Bangladesh isn’t doing enough to cash in on its demographic dividend
February 27, 2024
DHAKA – Bangladesh has a population of around 180 million. Over a quarter of the population (around 50 million) is aged 15-29 years. Given this, the question arises whether Bangladesh is positioned to reap the benefits of the “demographic dividend” that is projected to continue until around 2040.
Demographic dividend refers to economic growth resulting from a change in the age structure of a country’s population, typically brought on by a decline in birth and death rates. As a result, there is an increase in the working-age population, which boosts per capita income, given, however, that certain conditions are met.

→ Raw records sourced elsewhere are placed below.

//! Moshi Connect - privilege-separated OpenConnect supervisor
//!
//! A long-running service owns the OpenConnect child process and the route
//! table changes that need elevated rights. Unprivileged clients talk to it
//! over a local channel, send connect/disconnect/status commands and receive
//! a broadcast stream of status changes, process output and service logs.
//!
//! # Architecture
//!
//! - `config`: Service configuration file handling (TOML)
//! - `profile`: VPN profiles and split-tunnel destination networks
//! - `transport`: Local channel (named pipe on Windows, Unix socket elsewhere)
//! - `ipc`: Message types, framing codec and the client mirror
//! - `openconnect`: Child process control and output classification
//! - `platform`: Cross-platform route programming (macOS, Linux, Windows)
//! - `service`: Client registry, connection supervisor and log forwarding
//!
//! # Usage
//!
//! Run the service with the rights needed to create tunnels:
//! ```bash
//! sudo moshi-connect serve
//! ```
//!
//! Then drive it from an ordinary user session:
//! ```bash
//! moshi-connect connect --name corp --url vpn.example.com --route 10.0.0.0/8
//! ```

pub mod config;
pub mod ipc;
pub mod openconnect;
pub mod platform;
pub mod profile;
pub mod service;
pub mod transport;

pub use config::ServiceConfig;
pub use ipc::{ServiceClient, VpnStatusCallback};
pub use profile::{DestinationNetwork, VpnProfile};
pub use service::Service;
//! The privileged VPN service
//!
//! Accepts any number of local clients, executes their commands against the
//! single connection supervisor and broadcasts every resulting event to all of
//! them. When the last client disconnects an active tunnel is torn down.

pub mod events;
pub mod log_bridge;
pub mod registry;
pub mod routes;
pub mod supervisor;

pub use events::EventSink;
pub use log_bridge::{LogBridge, ServiceLogLayer};
pub use registry::{ClientConnection, ClientRegistry};
pub use supervisor::{Supervisor, SupervisorSettings};

use crate::config::ServiceConfig;
use crate::ipc::codec::JsonCodec;
use crate::ipc::message::{ClientMessage, ErrorCode, ServiceMessage};
use crate::platform::{self, PlatformError, RoutingManager};
use crate::transport::{self, BoxedStream, Listener};
use futures::StreamExt;
use std::io;
use std::sync::Arc;
use std::sync::atomic::{AtomicBool, Ordering};
use std::time::Duration;
use thiserror::Error;
use tokio::task::JoinHandle;
use tokio_util::codec::{FramedRead, FramedWrite};
use tokio_util::sync::CancellationToken;
use tracing::{debug, error, info, warn};

pub const SERVICE_NAME: &str = "Moshi Connect Service";

/// Back-off after a failed accept so a persistent error does not spin.
const ACCEPT_RETRY_DELAY: Duration = Duration::from_millis(100);

#[derive(Error, Debug)]
pub enum ServiceError {
    #[error("Failed to bind {address}: {source}")]
    Bind { address: String, source: io::Error },
    #[error(transparent)]
    Platform(#[from] PlatformError),
}

struct Shared {
    supervisor: Arc<Supervisor>,
    registry: Arc<ClientRegistry>,
    running: AtomicBool,
    shutdown: CancellationToken,
    max_frame_bytes: usize,
}

pub struct Service {
    shared: Arc<Shared>,
    address: String,
    log_bridge: Option<LogBridge>,
    accept_task: JoinHandle<()>,
    dispatch_task: JoinHandle<()>,
}

impl Service {
    /// Bind the channel and start serving with the platform route manager.
    pub async fn start(
        config: &ServiceConfig,
        log_bridge: Option<LogBridge>,
    ) -> Result<Self, ServiceError> {
        let routing: Arc<dyn RoutingManager> = Arc::from(platform::get_routing_manager()?);
        Self::start_with_routing(config, routing, log_bridge).await
    }

    pub async fn start_with_routing(
        config: &ServiceConfig,
        routing: Arc<dyn RoutingManager>,
        log_bridge: Option<LogBridge>,
    ) -> Result<Self, ServiceError> {
        let address = config.address();
        let listener = transport::bind(&address).map_err(|source| ServiceError::Bind {
            address: address.clone(),
            source,
        })?;

        let (events, mut queue) = EventSink::channel();
        let supervisor = Arc::new(Supervisor::new(
            SupervisorSettings::from(config),
            events.clone(),
            routing,
        ));

        let on_empty = Arc::clone(&supervisor);
        let registry = Arc::new(ClientRegistry::new(move || {
            info!("Last client disconnected, checking for active VPN connections");
            on_empty.disconnect_if_active();
        }));

        let dispatch_registry = Arc::clone(&registry);
        let dispatch_task = tokio::spawn(async move {
            while let Some(message) = queue.recv().await {
                dispatch_registry.broadcast(message).await;
            }
        });

        if let Some(bridge) = &log_bridge {
            bridge.attach(events);
        }

        let shared = Arc::new(Shared {
            supervisor,
            registry,
            running: AtomicBool::new(true),
            shutdown: CancellationToken::new(),
            max_frame_bytes: config.max_frame_bytes,
        });
        let accept_task = tokio::spawn(Arc::clone(&shared).accept_loop(listener));

        info!("{} started on {}", SERVICE_NAME, address);
        Ok(Self {
            shared,
            address,
            log_bridge,
            accept_task,
            dispatch_task,
        })
    }

    pub fn address(&self) -> &str {
        &self.address
    }

    pub fn is_running(&self) -> bool {
        self.shared.running.load(Ordering::SeqCst)
    }

    pub fn supervisor(&self) -> &Arc<Supervisor> {
        &self.shared.supervisor
    }

    pub fn client_count(&self) -> usize {
        self.shared.registry.len()
    }

    /// Stop accepting, drop every client, stop any active tunnel and release
    /// the channel address.
    pub async fn stop(self) {
        info!("Stopping {}", SERVICE_NAME);
        self.shared.running.store(false, Ordering::SeqCst);
        self.shared.shutdown.cancel();
        if let Some(bridge) = &self.log_bridge {
            bridge.detach();
        }
        self.shared.registry.close_all();

        if let Err(e) = self.accept_task.await {
            error!("Accept loop failed: {}", e);
        }
        self.shared.supervisor.shutdown().await;
        self.dispatch_task.abort();
        info!("{} stopped", SERVICE_NAME);
    }
}

impl Shared {
    async fn accept_loop(self: Arc<Self>, mut listener: Box<dyn Listener>) {
        loop {
            let accepted = tokio::select! {
                biased;
                _ = self.shutdown.cancelled() => break,
                accepted = listener.accept() => accepted,
            };
            match accepted {
                Ok(stream) => {
                    tokio::spawn(Arc::clone(&self).serve_client(stream));
                }
                Err(e) => {
                    if !self.running.load(Ordering::SeqCst) {
                        break;
                    }
                    error!("Error accepting connection: {}", e);
                    tokio::time::sleep(ACCEPT_RETRY_DELAY).await;
                }
            }
        }
        debug!("Accept loop finished on {}", listener.address());
    }

    async fn serve_client(self: Arc<Self>, stream: BoxedStream) {
        let (read_half, write_half) = tokio::io::split(stream);
        let mut reader =
            FramedRead::new(read_half, JsonCodec::<ClientMessage>::with_max_frame(self.max_frame_bytes));
        let writer =
            FramedWrite::new(write_half, JsonCodec::<ServiceMessage>::with_max_frame(self.max_frame_bytes));
        let client = self.registry.register(writer);
        let id = client.id();
        info!("New client connected: {}", id);

        loop {
            let next = tokio::select! {
                biased;
                _ = self.shutdown.cancelled() => break,
                _ = client.closed().cancelled() => break,
                next = reader.next() => next,
            };
            match next {
                Some(Ok(message)) => self.handle_message(&client, message).await,
                Some(Err(e)) if e.is_malformed() => {
                    warn!("Malformed message from client {}: {}", id, e);
                    self.registry
                        .send_to(
                            &client,
                            ServiceMessage::error(
                                "Malformed message",
                                ErrorCode::MalformedMessage,
                                Some(e.to_string()),
                            ),
                        )
                        .await;
                    break;
                }
                Some(Err(e)) => {
                    debug!("Error receiving from client {}: {}", id, e);
                    break;
                }
                None => break,
            }
        }

        self.registry.unregister(id);
        info!("Client disconnected: {}", id);
    }

    async fn handle_message(&self, client: &ClientConnection, message: ClientMessage) {
        debug!("Client {} sent {}", client.id(), message.kind());
        match message {
            ClientMessage::Connect { profile, cookie } => {
                if cookie.is_empty() || profile.url.is_empty() {
                    warn!("Connect request from client {} is missing profile or cookie", client.id());
                    self.registry
                        .send_to(
                            client,
                            ServiceMessage::error(
                                "Missing profile or cookie",
                                ErrorCode::UnknownError,
                                None,
                            ),
                        )
                        .await;
                    return;
                }
                self.supervisor.connect(profile, cookie);
            }
            ClientMessage::Disconnect => self.supervisor.disconnect(),
            ClientMessage::QueryStatus => self.supervisor.query_status(),
        }
    }
}
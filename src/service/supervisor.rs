//! Connection supervisor
//!
//! Owns the single VPN session: spawns OpenConnect, watches its output for
//! the tunnel attach line, applies split routes, and reports every state
//! change as a status event.
//!
//! All state lives behind one lock and every event is queued while that lock
//! is held, so clients observe transitions in the order they happened. Each
//! connect attempt gets a session id; callbacks from an older session's
//! process or readers are ignored.

use super::events::EventSink;
use super::routes::apply_split_routes;
use crate::config::ServiceConfig;
use crate::ipc::message::{ErrorCode, LogStream, StatusData, VpnStatus, status_data};
use crate::openconnect::output::{Demultiplexer, LineConsumer, device_attach_matcher, spawn_line_reader};
use crate::openconnect::process::{self, ProcessExit, ProcessHandle, Termination, mask_cookie};
use crate::openconnect::TunnelDevice;
use crate::platform::RoutingManager;
use crate::profile::{DestinationNetwork, VpnProfile};
use std::io;
use std::path::PathBuf;
use std::sync::atomic::{AtomicU64, Ordering};
use std::sync::{Arc, Mutex, MutexGuard, PoisonError};
use std::time::Duration;
use tokio::process::{ChildStderr, ChildStdout};
use tokio_util::sync::CancellationToken;
use tracing::{debug, error, info, warn};

/// How long output readers may keep draining after the process is gone.
const READER_DRAIN_GRACE: Duration = Duration::from_secs(1);

#[derive(Debug, Clone)]
pub struct SupervisorSettings {
    pub executable: PathBuf,
    pub route_settle_delay: Duration,
    pub terminate_timeout: Duration,
    pub kill_timeout: Duration,
}

impl From<&ServiceConfig> for SupervisorSettings {
    fn from(config: &ServiceConfig) -> Self {
        Self {
            executable: config.executable.clone(),
            route_settle_delay: config.route_settle_delay(),
            terminate_timeout: config.terminate_timeout(),
            kill_timeout: config.kill_timeout(),
        }
    }
}

struct Session {
    id: u64,
    profile: VpnProfile,
    process: Option<ProcessHandle>,
    device: Option<TunnelDevice>,
    readers: CancellationToken,
}

struct State {
    status: VpnStatus,
    session: Option<Session>,
}

impl State {
    fn current(&self, id: u64) -> Option<&Session> {
        self.session.as_ref().filter(|s| s.id == id)
    }

    fn current_mut(&mut self, id: u64) -> Option<&mut Session> {
        self.session.as_mut().filter(|s| s.id == id)
    }
}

The term “demographic dividend” is often misunderstood in assuming that its benefits are imminent and within grasp. However, that is not so, because the “necessary condition” must be satisfied to reap its benefits, which is the increase in the size of the working-age population resulting from a change in the population’s age structure—i.e., quantity, which Bangladesh appears to satisfy. There is, however, a catch here. With half of females aged 20-24 years getting married before 18 years (the legal age of marriage), a very large number of girls in Bangladesh, who should otherwise be studying and later joining the workforce, are not available for work, at least for a considerable period of their reproductive lives. Furthermore, about 27 percent of the country’s total youth population belongs to the “Not in Employment, Education, and Training” (NEET) group, with a pronounced gender disparity—66 percent females and 34 percent males.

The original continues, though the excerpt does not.